By the way, according to the CIA factbook, "Guernsey and the other Channel Islands represent the last remnants of the medieval Dukedom of Normandy, which held sway in both France and England. The islands were the only British soil occupied by German troops in World War II. Guernsey is a British crown dependency, but is not part of the UK. However, the UK Government is constitutionally responsible for its defense and international representation."

Guernsey is the home to the offshore operations of many of the world’s largest banks, investment.

The following article is from the Guernsey Press and Star.

Minister shaken by noisy mast protest

ENVIRONMENT minister David De Lisle yesterday faced a noisy crowd of more than 500 anti-mast protesters.

Visibly shaken, he accepted a petition signed by more than 3,000 people amid loud chants of ‘no more masts’.

Organisers had to quieten the crowd, which had marched with placards from North Beach car park to Frossard House.

There was a tense atmosphere while the protesters waited for the minister to approach the crowd and accept the petition.

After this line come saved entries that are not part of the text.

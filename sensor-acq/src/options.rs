//! Acquisition loop configuration.

use serde::{Deserialize, Serialize};
use std::path::Path;
use std::time::Duration;

use crate::error::{AcquisitionError, AcquisitionResult};

/// Buffers requested from a source, independent of how many frames are read
pub const DEFAULT_BUFFER_COUNT: usize = 4;

/// Knobs shared by every acquisition loop entry point.
///
/// Serializes to JSON so a run can be described in a config file:
///
/// ```json
/// { "skip": 2, "timeout_secs": 5.0, "truncate": true }
/// ```
#[derive(Debug, Clone, PartialEq, Serialize, Deserialize)]
#[serde(default)]
pub struct AcquisitionOptions {
    /// Frames to discard before the first kept frame
    pub skip: usize,
    /// Per-wait timeout in seconds; derived from the source speed when `None`
    pub timeout_secs: Option<f64>,
    /// On timeout, return the frames obtained so far instead of failing
    pub truncate: bool,
    /// Suppress the truncation warning
    pub quiet: bool,
    /// Buffers to request when starting the session
    pub buffer_count: usize,
}

impl Default for AcquisitionOptions {
    fn default() -> Self {
        Self {
            skip: 0,
            timeout_secs: None,
            truncate: false,
            quiet: false,
            buffer_count: DEFAULT_BUFFER_COUNT,
        }
    }
}

impl AcquisitionOptions {
    pub fn with_skip(mut self, skip: usize) -> Self {
        self.skip = skip;
        self
    }

    pub fn with_timeout(mut self, timeout: Duration) -> Self {
        self.timeout_secs = Some(timeout.as_secs_f64());
        self
    }

    pub fn with_truncate(mut self, truncate: bool) -> Self {
        self.truncate = truncate;
        self
    }

    pub fn with_quiet(mut self, quiet: bool) -> Self {
        self.quiet = quiet;
        self
    }

    pub fn with_buffer_count(mut self, buffer_count: usize) -> Self {
        self.buffer_count = buffer_count;
        self
    }

    /// Explicit timeout, if one was configured.
    ///
    /// Only meaningful after [`AcquisitionOptions::validate`] succeeded; an
    /// out-of-range value reads as `None`.
    pub fn timeout(&self) -> Option<Duration> {
        self.timeout_secs.and_then(|s| Duration::try_from_secs_f64(s).ok())
    }

    /// Reject settings that can never work before any hardware is touched.
    pub fn validate(&self) -> AcquisitionResult<()> {
        if let Some(secs) = self.timeout_secs {
            if !(secs.is_finite() && secs > 0.0) {
                return Err(AcquisitionError::InvalidArgument(format!(
                    "timeout must be positive and finite, got {secs} s"
                )));
            }
            if Duration::try_from_secs_f64(secs).is_err() {
                return Err(AcquisitionError::InvalidArgument(format!(
                    "timeout of {secs} s is out of range"
                )));
            }
        }
        if self.buffer_count == 0 {
            return Err(AcquisitionError::InvalidArgument(
                "buffer count must be at least 1".to_string(),
            ));
        }
        Ok(())
    }

    pub fn load_from_file(path: &Path) -> AcquisitionResult<Self> {
        let json = std::fs::read_to_string(path)?;
        let options: Self = serde_json::from_str(&json)?;
        options.validate()?;
        Ok(options)
    }

    pub fn save_to_file(&self, path: &Path) -> AcquisitionResult<()> {
        let json = serde_json::to_string_pretty(self)?;
        std::fs::write(path, json)?;
        Ok(())
    }
}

Deputy De Lisle promised to deliver the appeal into the hands of his department but said that he could not make any public statement on planning matters while applications were still live.

‘Until a decision has been reached, the department’s position on any application must remain neutral,’ he said.

‘Because any additional comment could be construed by interested parties as taking a view before it was right to do so, it is not appropriate to discuss such matters in public. The department would, however, like to remind islanders that if they have comments on a proposal, they should put these in writing.

‘I would reassure islanders that all representations received are carefully considered by the department before a decision on any application is made.’

The States stands to make hundreds of thousands of pounds if it approves Guernsey Airtel’s applications to erect 56 masts. But it has refused to divulge how much and concerns have grown about transparency in the planning process.

No More Masts chairman Colin Falaize said he was not surprised by Deputy De Lisle’s neutral stance and added that the responsibility now fell with the department to make the right decision for the good of the island.

‘I didn’t expect Deputy De Lisle to tell us he would do everything he could to stop the masts going up. I didn’t expect him to say anything else than what he did,’ he said.

‘But I’m hopeful that today we have shown by the turnout the deep concerns of islanders and that the Environment Department will go away and look at these applications with this at the forefront of their minds.

‘The march was a huge success. We were looking for a thousand people and we weren’t far off that. This is just the first phase in fighting these applications. It’s the people of Guernsey we are representing, not ourselves.’

Long-time masts opponent Deputy Mary Lowe joined the protesters on the march. She applauded Deputy De Lisle for his willingness to accept the petition personally.

‘I was delighted he agreed to come here without hesitation and I hope people realise he did so against some considerable pressure,’ she said.

‘I’m certain he has taken people’s views on board and will report back to the Environment Department.

‘To see so many people give up their free time on a Sunday and come out in these windy conditions is a great response and it shows how passionate they feel about making the States listen to them.’

Police escorted the protesters as they marched along the seafront then up Fountain Street to Frossard House. A spokesman said the demonstration had gone smoothly, with only minor delays caused to a few motorists.